How I Didn’t Meet Your Mother
in San Francisco

goldengateby Brad Rose

They’re making the Golden Gate Bridge jump-proof. Fortunately, I have impeccable manners, and would never dare dream of such a flight of fancy. In fact, when I first met Janine, she mistook me for a waiter. We met in a sterile, bookless place.

I said, “Hello, I’m Howard. I will be taking care of you this evening.”

She said, “That’s funny, you don’t look like a doctor.”

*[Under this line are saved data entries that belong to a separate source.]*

//! Loading the registry a command works on.

use std::path::{Path, PathBuf};

use tracing::debug;

use crate::config::{resolve_settings, Settings};
use crate::error::{RecipedexError, Result};
use crate::pack::{find_pack_file, load_pack, PACK_FILE_NAMES};
use crate::registry::RecipeRegistry;
use crate::ui::UserInterface;

use super::dispatcher::CommandResult;

/// Where the pack and settings come from.
#[derive(Debug, Clone)]
pub struct RegistrySource {
    working_dir: PathBuf,
    pack: Option<PathBuf>,
    config: Option<PathBuf>,
    debug: bool,
}

impl RegistrySource {
    /// Discover the pack and settings in `working_dir`.
    pub fn new(working_dir: PathBuf) -> Self {
        Self {
            working_dir,
            pack: None,
            config: None,
            debug: false,
        }
    }

    pub fn with_pack(mut self, pack: Option<PathBuf>) -> Self {
        self.pack = pack;
        self
    }

    pub fn with_config(mut self, config: Option<PathBuf>) -> Self {
        self.config = config;
        self
    }

    /// Force `debug_mode` on regardless of the settings file.
    pub fn with_debug(mut self, debug: bool) -> Self {
        self.debug = debug;
        self
    }

    pub fn working_dir(&self) -> &Path {
        &self.working_dir
    }

    /// The pack path in use, explicit or discovered.
    pub fn pack_path(&self) -> Result<PathBuf> {
        if let Some(path) = &self.pack {
            return Ok(path.clone());
        }
        find_pack_file(&self.working_dir).ok_or_else(|| RecipedexError::ConfigNotFound {
            path: self.working_dir.join(PACK_FILE_NAMES[0]),
        })
    }

    pub fn settings(&self) -> Result<Settings> {
        let mut settings = resolve_settings(self.config.as_deref(), &self.working_dir)?;
        settings.debug_mode |= self.debug;
        Ok(settings)
    }

    /// Load the pack and build its registry.
    pub fn load(&self) -> Result<RecipeRegistry> {
        let path = self.pack_path()?;
        debug!("Loading pack from {}", path.display());
        let settings = self.settings()?;
        load_pack(&path)?.into_registry(settings)
    }

    /// Load the registry, reporting a missing pack or settings file on the UI.
    ///
    /// `Err(result)` carries the exit result for the command to return.
    pub fn load_or_report(
        &self,
        ui: &mut dyn UserInterface,
    ) -> Result<std::result::Result<RecipeRegistry, CommandResult>> {
        match self.load() {
            Ok(registry) => Ok(Ok(registry)),
            Err(RecipedexError::ConfigNotFound { path }) => {
                ui.error(&format!("File not found: {}", path.display()));
                ui.show_hint("Pass a pack with --pack or create recipedex-pack.yml");
                Ok(Err(CommandResult::failure(2)))
            }
            Err(e) => Err(e),
        }
    }
}

#[cfg(test)]
mod tests {
    use super::*;
    use crate::ui::MockUI;
    use std::fs;
    use tempfile::TempDir;

    #[test]
    fn missing_pack_reports_and_fails() {
        let temp = TempDir::new().unwrap();
        let source = RegistrySource::new(temp.path().to_path_buf());
        let mut ui = MockUI::new();

        match source.load_or_report(&mut ui).unwrap() {
            Ok(_) => panic!("no pack should be found"),
            Err(result) => assert_eq!(result.exit_code, 2),
        }
        assert!(ui.errors()[0].contains("recipedex-pack.yml"));
    }

    #[test]
    fn discovers_pack_and_settings() {
        let temp = TempDir::new().unwrap();
        fs::write(
            temp.path().join("recipedex-pack.yml"),
            "categories:\n  - uid: smelting\n    title: Smelting\n",
        )
        .unwrap();
        fs::write(temp.path().join("recipedex.yml"), "slow_lookup_threshold_ms: 40\n").unwrap();

        let source = RegistrySource::new(temp.path().to_path_buf());
        let registry = source.load().unwrap();
        assert!(registry.recipe_category("smelting").is_some());
        assert_eq!(registry.settings().slow_lookup_threshold_ms, 40);
    }

    #[test]
    fn debug_flag_overrides_settings() {
        let temp = TempDir::new().unwrap();
        let source = RegistrySource::new(temp.path().to_path_buf()).with_debug(true);
        assert!(source.settings().unwrap().debug_mode);
    }
}
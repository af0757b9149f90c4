//! Integration tests for content packs on disk.

use std::fs;

use recipedex::config::Settings;
use recipedex::pack::{load_pack, PackRecipeWrapper};
use recipedex::recipe::Focus;
use recipedex::registry::FailureKind;
use recipedex::vanilla::{FluidStack, ItemStack};
use recipedex::RecipedexError;
use tempfile::TempDir;

const PACK: &str = r#"
name: Vanilla sample
categories:
  - uid: minecraft.crafting
    title: Crafting
    crafting_items: ["minecraft:crafting_table"]
  - uid: minecraft.smelting
    title: Smelting
    crafting_items: ["minecraft:furnace"]
  - uid: minecraft.brewing
    title: Brewing
subtypes:
  "minecraft:wool": [0, 1, 14]
fluid_blocks:
  "minecraft:lava": lava
recipes:
  - id: iron_ingot
    category: minecraft.smelting
    inputs: ["minecraft:iron_ore"]
    outputs: ["minecraft:iron_ingot"]
  - id: bed
    category: minecraft.crafting
    shape: [3, 2]
    inputs:
      - "minecraft:wool@*"
      - "minecraft:wool@*"
      - "minecraft:wool@*"
      - ["minecraft:planks", "minecraft:planks@1"]
      - ["minecraft:planks", "minecraft:planks@1"]
      - ["minecraft:planks", "minecraft:planks@1"]
    outputs: ["minecraft:bed"]
  - id: obsidian
    category: minecraft.crafting
    inputs: ["fluid:lava", "fluid:water*250"]
    outputs: ["minecraft:obsidian"]
  - id: ragged
    category: minecraft.crafting
    shape: [2, 2]
    inputs: ["minecraft:stick"]
    outputs: ["minecraft:torch"]
  - id: lost
    category: thaumcraft.infusion
    inputs: ["minecraft:stone"]
    outputs: ["minecraft:stone"]
  - id: empty
    category: minecraft.crafting
    inputs: ["minecraft:dirt"]
transfers:
  - container: crafting_table
    category: minecraft.crafting
    recipe_slots: [1, 9]
    inventory_slots: [10, 36]
  - container: inventory
    recipe_slots: [1, 4]
    inventory_slots: [9, 36]
clickable_areas:
  - container: furnace
    top: 16
    left: 78
    bottom: 32
    right: 100
    categories: [minecraft.smelting]
"#;

fn write_pack(name: &str, content: &str) -> (TempDir, std::path::PathBuf) {
    let temp = TempDir::new().unwrap();
    let path = temp.path().join(name);
    fs::write(&path, content).unwrap();
    (temp, path)
}

#[test]
fn full_pack_workflow() {
    let (_temp, path) = write_pack("pack.yml", PACK);
    let pack = load_pack(&path).unwrap();
    assert_eq!(pack.name.as_deref(), Some("Vanilla sample"));

    let registry = pack.into_registry(Settings::default()).unwrap();
    let report = registry.load_report();
    assert_eq!(report.added, 3);
    assert_eq!(report.invalid, 1);
    assert_eq!(report.failed(), 2);
    assert_eq!(report.failures_of(FailureKind::BrokenRecipe).count(), 1);
    assert_eq!(report.failures_of(FailureKind::UnregisteredCategory).count(), 1);

    let listed: Vec<&str> = registry.recipe_categories().iter().map(|c| c.uid()).collect();
    assert_eq!(listed, vec!["minecraft.crafting", "minecraft.smelting"]);
}

#[test]
fn oversized_shape_is_reported_broken() {
    let (_temp, path) = write_pack(
        "pack.yml",
        r#"
categories:
  - uid: minecraft.crafting
    title: Crafting
recipes:
  - id: giant
    category: minecraft.crafting
    shape: [4294967296, 4294967296]
    inputs: ["minecraft:stick"]
    outputs: ["minecraft:torch"]
  - id: torch
    category: minecraft.crafting
    inputs: ["minecraft:coal", "minecraft:stick"]
    outputs: ["minecraft:torch"]
"#,
    );
    let registry = load_pack(&path)
        .unwrap()
        .into_registry(Settings::default())
        .unwrap();

    let report = registry.load_report();
    assert_eq!(report.added, 1);
    assert_eq!(report.failures_of(FailureKind::BrokenRecipe).count(), 1);
    assert_eq!(report.failures_of(FailureKind::HandlerCrashed).count(), 0);
}

#[test]
fn shaped_recipes_resolve_to_the_base_handler() {
    let (_temp, path) = write_pack("pack.yml", PACK);
    let registry = load_pack(&path)
        .unwrap()
        .into_registry(Settings::default())
        .unwrap();

    let bed = Focus::output(ItemStack::new("minecraft:bed"));
    let crafting = registry.recipe_category("minecraft.crafting").unwrap();
    let wrappers = registry.recipe_wrappers_for_focus(crafting, &bed);
    assert_eq!(wrappers.len(), 1);
    let wrapper = wrappers[0].downcast_ref::<PackRecipeWrapper>().unwrap();
    assert_eq!(wrapper.shape(), Some((3, 2)));
}

#[test]
fn wool_variant_finds_bed() {
    let (_temp, path) = write_pack("pack.yml", PACK);
    let registry = load_pack(&path)
        .unwrap()
        .into_registry(Settings::default())
        .unwrap();

    let white = Focus::input(ItemStack::new("minecraft:wool"));
    let categories = registry.recipe_categories_for_focus(&white);
    assert_eq!(categories.len(), 1);
    assert_eq!(categories[0].uid(), "minecraft.crafting");
}

#[test]
fn lava_block_redirects_to_lava() {
    let (_temp, path) = write_pack("pack.yml", PACK);
    let registry = load_pack(&path)
        .unwrap()
        .into_registry(Settings::default())
        .unwrap();

    let block = Focus::input(ItemStack::new("minecraft:lava"));
    let fluid = Focus::input(FluidStack::bucket("lava"));
    let via_block: Vec<&str> = registry
        .recipe_categories_for_focus(&block)
        .iter()
        .map(|c| c.uid())
        .collect();
    let via_fluid: Vec<&str> = registry
        .recipe_categories_for_focus(&fluid)
        .iter()
        .map(|c| c.uid())
        .collect();
    assert_eq!(via_block, vec!["minecraft.crafting"]);
    assert_eq!(via_block, via_fluid);
}

#[test]
fn transfers_and_clickable_areas_are_registered() {
    let (_temp, path) = write_pack("pack.yml", PACK);
    let registry = load_pack(&path)
        .unwrap()
        .into_registry(Settings::default())
        .unwrap();
    let crafting = registry.recipe_category("minecraft.crafting").unwrap();
    let smelting = registry.recipe_category("minecraft.smelting").unwrap();

    assert!(registry.transfer_handler("crafting_table", crafting).is_some());
    assert!(registry.transfer_handler("crafting_table", smelting).is_none());
    assert!(registry.transfer_handler("inventory", smelting).is_some());

    let area = registry.recipe_clickable_area("furnace", 90, 20).unwrap();
    assert_eq!(area.category_uids, vec!["minecraft.smelting"]);
}

#[test]
fn json_pack_loads() {
    let (_temp, path) = write_pack(
        "pack.json",
        r#"{
  "categories": [{"uid": "smelting", "title": "Smelting"}],
  "recipes": [
    {"category": "smelting",
     "inputs": [{"item": "minecraft:log", "meta": 2}],
     "outputs": ["minecraft:charcoal"]}
  ]
}"#,
    );
    let registry = load_pack(&path)
        .unwrap()
        .into_registry(Settings::default())
        .unwrap();

    let birch = Focus::input(ItemStack::new("minecraft:log").with_meta(2));
    assert_eq!(registry.recipe_categories_for_focus(&birch).len(), 1);
    // No recipe uses oak logs exactly, so the item-level key answers.
    let oak = Focus::input(ItemStack::new("minecraft:log"));
    assert_eq!(registry.recipe_categories_for_focus(&oak).len(), 1);
}

#[test]
fn duplicate_category_rejects_pack() {
    let (_temp, path) = write_pack(
        "pack.yml",
        "categories:\n  - {uid: a, title: A}\n  - {uid: a, title: B}\n",
    );
    let err = load_pack(&path)
        .unwrap()
        .into_registry(Settings::default())
        .err()
        .unwrap();
    assert!(matches!(err, RecipedexError::DuplicateCategory { .. }));
}

#[test]
fn malformed_notation_rejects_pack() {
    let (_temp, path) = write_pack(
        "pack.yml",
        "recipes:\n  - {category: a, inputs: ['minecraft:wool@red'], outputs: ['minecraft:bed']}\n",
    );
    let err = load_pack(&path)
        .unwrap()
        .into_registry(Settings::default())
        .err()
        .unwrap();
    assert!(matches!(err, RecipedexError::PackValidationError { .. }));
}
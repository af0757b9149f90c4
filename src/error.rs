//! Error types for recipedex operations.
//!
//! This module defines [`RecipedexError`], the error type returned by
//! registry construction, configuration and pack loading, and a [`Result`]
//! type alias for convenience.
//!
//! # Error Handling Strategy
//!
//! - Use `RecipedexError` for failures the caller must handle (setup, I/O)
//! - Extension code (handlers, wrappers, plugins) returns `anyhow::Result`
//! - Per-recipe failures never surface here; they are reported through
//!   [`crate::registry::AddOutcome`] and [`crate::registry::LoadReport`]

use std::path::PathBuf;
use thiserror::Error;

/// Core error type for recipedex operations.
#[derive(Debug, Error)]
pub enum RecipedexError {
    /// No ingredient helper is registered for this ingredient type.
    #[error("No ingredient helper registered for ingredient type: {type_name}")]
    UnknownIngredientType { type_name: String },

    /// A category UID was referenced that was never registered.
    #[error("Unknown recipe category: {uid}")]
    UnknownCategory { uid: String },

    /// Two categories were registered under the same UID.
    #[error("A recipe category is already registered for uid: {uid}")]
    DuplicateCategory { uid: String },

    /// Configuration file not found at expected location.
    #[error("Configuration not found: {path}")]
    ConfigNotFound { path: PathBuf },

    /// Failed to parse a configuration or pack file.
    #[error("Failed to parse config at {path}: {message}")]
    ConfigParseError { path: PathBuf, message: String },

    /// A content pack is structurally invalid.
    #[error("Invalid content pack: {message}")]
    PackValidationError { message: String },

    /// IO error wrapper.
    #[error("IO error: {0}")]
    Io(#[from] std::io::Error),

    /// Generic wrapped error for anyhow interop.
    #[error(transparent)]
    Other(#[from] anyhow::Error),
}

/// Result type alias for recipedex operations.
pub type Result<T> = std::result::Result<T, RecipedexError>;

/// Signals a recipe whose structure is malformed, such as a shaped grid
/// whose dimensions disagree with its ingredient list.
///
/// Handlers and wrappers return this inside an `anyhow::Error`; the registry
/// recognises it by downcasting and logs it separately from generic crashes.
#[derive(Debug, Error)]
#[error("Broken crafting recipe: {message}")]
pub struct BrokenCraftingRecipe {
    pub message: String,
}

impl BrokenCraftingRecipe {
    pub fn new(message: impl Into<String>) -> Self {
        Self {
            message: message.into(),
        }
    }
}

#[cfg(test)]
mod tests {
    use super::*;

    #[test]
    fn unknown_ingredient_type_displays_name() {
        let err = RecipedexError::UnknownIngredientType {
            type_name: "my_mod::Gas".into(),
        };
        assert!(err.to_string().contains("my_mod::Gas"));
    }

    #[test]
    fn unknown_category_displays_uid() {
        let err = RecipedexError::UnknownCategory {
            uid: "minecraft.smelting".into(),
        };
        assert!(err.to_string().contains("minecraft.smelting"));
    }

    #[test]
    fn duplicate_category_displays_uid() {
        let err = RecipedexError::DuplicateCategory {
            uid: "minecraft.crafting".into(),
        };
        assert!(err.to_string().contains("minecraft.crafting"));
    }

    #[test]
    fn config_parse_error_displays_path_and_message() {
        let err = RecipedexError::ConfigParseError {
            path: PathBuf::from("/settings.yml"),
            message: "invalid syntax".into(),
        };
        let msg = err.to_string();
        assert!(msg.contains("/settings.yml"));
        assert!(msg.contains("invalid syntax"));
    }

    #[test]
    fn io_error_converts_from_std() {
        let io_err = std::io::Error::new(std::io::ErrorKind::NotFound, "file missing");
        let err: RecipedexError = io_err.into();
        assert!(matches!(err, RecipedexError::Io(_)));
    }

    #[test]
    fn broken_recipe_survives_anyhow_round_trip() {
        let err = anyhow::Error::new(BrokenCraftingRecipe::new("3x3 grid with 4 inputs"));
        let broken = err.downcast_ref::<BrokenCraftingRecipe>().unwrap();
        assert_eq!(broken.message, "3x3 grid with 4 inputs");
        assert!(err.to_string().contains("3x3 grid"));
    }
}
//! Shell completions generation.
//!
//! The `recipedex completions` command generates shell completion scripts.

use std::io::Write;

use crate::cli::args::{Cli, CompletionsArgs};
use crate::ui::UserInterface;
use clap::CommandFactory;

use super::dispatcher::{Command, CommandResult};

/// The completions command implementation.
pub struct CompletionsCommand {
    args: CompletionsArgs,
}

impl CompletionsCommand {
    /// Create a new completions command.
    pub fn new(args: CompletionsArgs) -> Self {
        Self { args }
    }

    /// Write the completion script for the configured shell.
    pub fn write_to(&self, out: &mut dyn Write) {
        let mut cmd = Cli::command();
        clap_complete::generate(self.args.shell, &mut cmd, "recipedex", out);
    }
}

impl Command for CompletionsCommand {
    fn execute(&self, _ui: &mut dyn UserInterface) -> crate::error::Result<CommandResult> {
        self.write_to(&mut std::io::stdout());
        Ok(CommandResult::success())
    }
}

#[cfg(test)]
mod tests {
    use super::*;
    use clap_complete::Shell;

    fn completions(shell: Shell) -> String {
        let mut buf = Vec::new();
        CompletionsCommand::new(CompletionsArgs { shell }).write_to(&mut buf);
        String::from_utf8(buf).unwrap()
    }

    #[test]
    fn generates_bash_completions() {
        let output = completions(Shell::Bash);
        assert!(output.contains("recipedex"));
        assert!(output.contains("complete"));
    }

    #[test]
    fn generates_zsh_completions() {
        assert!(completions(Shell::Zsh).contains("crafting-items"));
    }

    #[test]
    fn generates_fish_completions() {
        assert!(completions(Shell::Fish).contains("recipedex"));
    }
}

I saw that she had irresistibly dirty lips and wore the most wholesome sequins I’d ever seen. Her eyes were shiny as a new bicycle. I detected just a faint twist of crinoline in her otherwise dulcet voice, as if she had had attended boarding school in the Black Forest or was an exile from a Norwegian protectorate. Of course, in those days, I was a member of the faceless masses, and women obliviously peered through me, like I was a pair of binoculars, or a window at the Louvre. I consoled myself by recalling that when George Washington became President, he had only one tooth. A mere mechanic of a man, with a little scar of a smile and a scalpel at the ready, had I only imagined that Janine had been blowing French kisses in my direction, that she was making googolplex eyes at me? It was spring and anything seemed possible, even snow.

The emergency room had never smelled fresher, and it had been a perfect day for a man about town: a murder of crows sang cheerily as they flapped across the funerary sky, I was in no immediate danger of busting into flames, and death seemed like a lost monkey in an abandoned nature preserve. That said, as it turned out, Janine was not the right woman for me. Far from it. She believed King Tut was a palindrome. She loved humanity, but despised people. She remained unimpressed by my smooth comportment and absence of visible dog bites.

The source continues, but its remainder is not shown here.